++++ Dataset records ++++

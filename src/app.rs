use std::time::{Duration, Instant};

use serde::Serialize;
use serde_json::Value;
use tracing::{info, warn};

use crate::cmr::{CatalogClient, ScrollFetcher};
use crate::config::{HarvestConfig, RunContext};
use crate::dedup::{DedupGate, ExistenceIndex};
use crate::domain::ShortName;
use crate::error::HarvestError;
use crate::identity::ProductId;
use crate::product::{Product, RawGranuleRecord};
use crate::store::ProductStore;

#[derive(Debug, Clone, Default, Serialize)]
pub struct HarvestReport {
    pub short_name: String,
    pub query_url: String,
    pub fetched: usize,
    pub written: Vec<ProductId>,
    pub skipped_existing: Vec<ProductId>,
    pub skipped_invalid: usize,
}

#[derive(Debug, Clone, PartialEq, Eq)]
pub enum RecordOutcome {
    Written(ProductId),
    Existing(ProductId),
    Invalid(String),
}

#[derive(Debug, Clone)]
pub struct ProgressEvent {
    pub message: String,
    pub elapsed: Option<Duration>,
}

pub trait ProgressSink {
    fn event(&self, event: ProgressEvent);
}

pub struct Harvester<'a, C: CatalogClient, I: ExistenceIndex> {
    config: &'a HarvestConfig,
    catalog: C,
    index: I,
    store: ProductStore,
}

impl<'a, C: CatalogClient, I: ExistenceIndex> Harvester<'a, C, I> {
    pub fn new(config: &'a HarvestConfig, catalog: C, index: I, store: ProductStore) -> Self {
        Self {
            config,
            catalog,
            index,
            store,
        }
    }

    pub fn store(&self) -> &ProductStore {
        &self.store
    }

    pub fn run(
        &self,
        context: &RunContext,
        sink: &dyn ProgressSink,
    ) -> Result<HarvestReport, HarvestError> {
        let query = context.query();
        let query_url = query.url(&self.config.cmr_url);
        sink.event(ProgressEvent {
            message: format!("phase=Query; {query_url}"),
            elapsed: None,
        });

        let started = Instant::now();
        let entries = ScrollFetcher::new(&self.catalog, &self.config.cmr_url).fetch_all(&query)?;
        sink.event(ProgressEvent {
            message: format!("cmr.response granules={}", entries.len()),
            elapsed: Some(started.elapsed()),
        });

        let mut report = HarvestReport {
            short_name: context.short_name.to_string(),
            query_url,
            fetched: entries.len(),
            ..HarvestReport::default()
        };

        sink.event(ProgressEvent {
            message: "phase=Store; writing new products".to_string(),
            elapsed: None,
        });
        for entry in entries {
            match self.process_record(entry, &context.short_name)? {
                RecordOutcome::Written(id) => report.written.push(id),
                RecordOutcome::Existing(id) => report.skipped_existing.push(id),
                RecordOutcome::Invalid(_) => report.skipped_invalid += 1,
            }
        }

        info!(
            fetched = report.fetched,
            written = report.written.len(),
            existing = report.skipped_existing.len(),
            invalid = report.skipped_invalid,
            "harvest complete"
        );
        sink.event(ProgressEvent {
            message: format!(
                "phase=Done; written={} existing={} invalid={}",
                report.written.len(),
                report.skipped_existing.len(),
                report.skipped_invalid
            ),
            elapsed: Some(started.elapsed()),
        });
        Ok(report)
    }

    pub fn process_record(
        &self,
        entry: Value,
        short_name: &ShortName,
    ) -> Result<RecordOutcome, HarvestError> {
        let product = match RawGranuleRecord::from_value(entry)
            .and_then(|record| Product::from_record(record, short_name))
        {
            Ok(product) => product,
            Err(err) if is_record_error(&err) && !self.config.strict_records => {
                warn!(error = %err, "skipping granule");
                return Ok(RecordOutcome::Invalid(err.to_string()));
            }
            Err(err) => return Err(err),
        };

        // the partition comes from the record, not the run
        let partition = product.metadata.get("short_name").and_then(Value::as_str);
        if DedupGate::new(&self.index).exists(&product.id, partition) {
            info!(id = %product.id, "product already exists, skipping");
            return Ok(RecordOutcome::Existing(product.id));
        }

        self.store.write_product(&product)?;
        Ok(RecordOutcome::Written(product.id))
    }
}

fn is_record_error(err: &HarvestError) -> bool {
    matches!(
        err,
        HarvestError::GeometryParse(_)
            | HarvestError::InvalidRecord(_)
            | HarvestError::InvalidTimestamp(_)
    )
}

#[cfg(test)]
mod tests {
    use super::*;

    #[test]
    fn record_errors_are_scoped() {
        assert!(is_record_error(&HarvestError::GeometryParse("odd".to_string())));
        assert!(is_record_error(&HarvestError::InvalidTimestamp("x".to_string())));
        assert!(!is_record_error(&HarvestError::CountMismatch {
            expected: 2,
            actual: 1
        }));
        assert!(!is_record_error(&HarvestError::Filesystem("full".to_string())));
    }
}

++++

Write out the records again, exactly as given.

filename src/app.rs
use std::time::{Duration, Instant};

use serde::Serialize;
use serde_json::Value;
use tracing::{info, warn};

use crate::cmr::{CatalogClient, ScrollFetcher};
use crate::config::{HarvestConfig, RunContext};
use crate::dedup::{DedupGate, ExistenceIndex};
use crate::domain::ShortName;
use crate::error::HarvestError;
use crate::identity::ProductId;
use crate::product::{Product, RawGranuleRecord};
use crate::store::ProductStore;

#[derive(Debug, Clone, Default, Serialize)]
pub struct HarvestReport {
    pub short_name: String,
    pub query_url: String,
    pub fetched: usize,
    pub written: Vec<ProductId>,
    pub skipped_existing: Vec<ProductId>,
    pub skipped_invalid: usize,
}

#[derive(Debug, Clone, PartialEq, Eq)]
pub enum RecordOutcome {
    Written(ProductId),
    Existing(ProductId),
    Invalid(String),
}

#[derive(Debug, Clone)]
pub struct ProgressEvent {
    pub message: String,
    pub elapsed: Option<Duration>,
}

pub trait ProgressSink {
    fn event(&self, event: ProgressEvent);
}

pub struct Harvester<'a, C: CatalogClient, I: ExistenceIndex> {
    config: &'a HarvestConfig,
    catalog: C,
    index: I,
    store: ProductStore,
}

impl<'a, C: CatalogClient, I: ExistenceIndex> Harvester<'a, C, I> {
    pub fn new(config: &'a HarvestConfig, catalog: C, index: I, store: ProductStore) -> Self {
        Self {
            config,
            catalog,
            index,
            store,
        }
    }

    pub fn store(&self) -> &ProductStore {
        &self.store
    }

    pub fn run(
        &self,
        context: &RunContext,
        sink: &dyn ProgressSink,
    ) -> Result<HarvestReport, HarvestError> {
        let query = context.query();
        let query_url = query.url(&self.config.cmr_url);
        sink.event(ProgressEvent {
            message: format!("phase=Query; {query_url}"),
            elapsed: None,
        });

        let started = Instant::now();
        let entries = ScrollFetcher::new(&self.catalog, &self.config.cmr_url).fetch_all(&query)?;
        sink.event(ProgressEvent {
            message: format!("cmr.response granules={}", entries.len()),
            elapsed: Some(started.elapsed()),
        });

        let mut report = HarvestReport {
            short_name: context.short_name.to_string(),
            query_url,
            fetched: entries.len(),
            ..HarvestReport::default()
        };

        sink.event(ProgressEvent {
            message: "phase=Store; writing new products".to_string(),
            elapsed: None,
        });
        for entry in entries {
            match self.process_record(entry, &context.short_name)? {
                RecordOutcome::Written(id) => report.written.push(id),
                RecordOutcome::Existing(id) => report.skipped_existing.push(id),
                RecordOutcome::Invalid(_) => report.skipped_invalid += 1,
            }
        }

        info!(
            fetched = report.fetched,
            written = report.written.len(),
            existing = report.skipped_existing.len(),
            invalid = report.skipped_invalid,
            "harvest complete"
        );
        sink.event(ProgressEvent {
            message: format!(
                "phase=Done; written={} existing={} invalid={}",
                report.written.len(),
                report.skipped_existing.len(),
                report.skipped_invalid
            ),
            elapsed: Some(started.elapsed()),
        });
        Ok(report)
    }

    pub fn process_record(
        &self,
        entry: Value,
        short_name: &ShortName,
    ) -> Result<RecordOutcome, HarvestError> {
        let product = match RawGranuleRecord::from_value(entry)
            .and_then(|record| Product::from_record(record, short_name))
        {
            Ok(product) => product,
            Err(err) if is_record_error(&err) && !self.config.strict_records => {
                warn!(error = %err, "skipping granule");
                return Ok(RecordOutcome::Invalid(err.to_string()));
            }
            Err(err) => return Err(err),
        };

        // the partition comes from the record, not the run
        let partition = product.metadata.get("short_name").and_then(Value::as_str);
        if DedupGate::new(&self.index).exists(&product.id, partition) {
            info!(id = %product.id, "product already exists, skipping");
            return Ok(RecordOutcome::Existing(product.id));
        }

        self.store.write_product(&product)?;
        Ok(RecordOutcome::Written(product.id))
    }
}

fn is_record_error(err: &HarvestError) -> bool {
    matches!(
        err,
        HarvestError::GeometryParse(_)
            | HarvestError::InvalidRecord(_)
            | HarvestError::InvalidTimestamp(_)
    )
}

#[cfg(test)]
mod tests {
    use super::*;

    #[test]
    fn record_errors_are_scoped() {
        assert!(is_record_error(&HarvestError::GeometryParse("odd".to_string())));
        assert!(is_record_error(&HarvestError::InvalidTimestamp("x".to_string())));
        assert!(!is_record_error(&HarvestError::CountMismatch {
            expected: 2,
            actual: 1
        }));
        assert!(!is_record_error(&HarvestError::Filesystem("full".to_string())));
    }
}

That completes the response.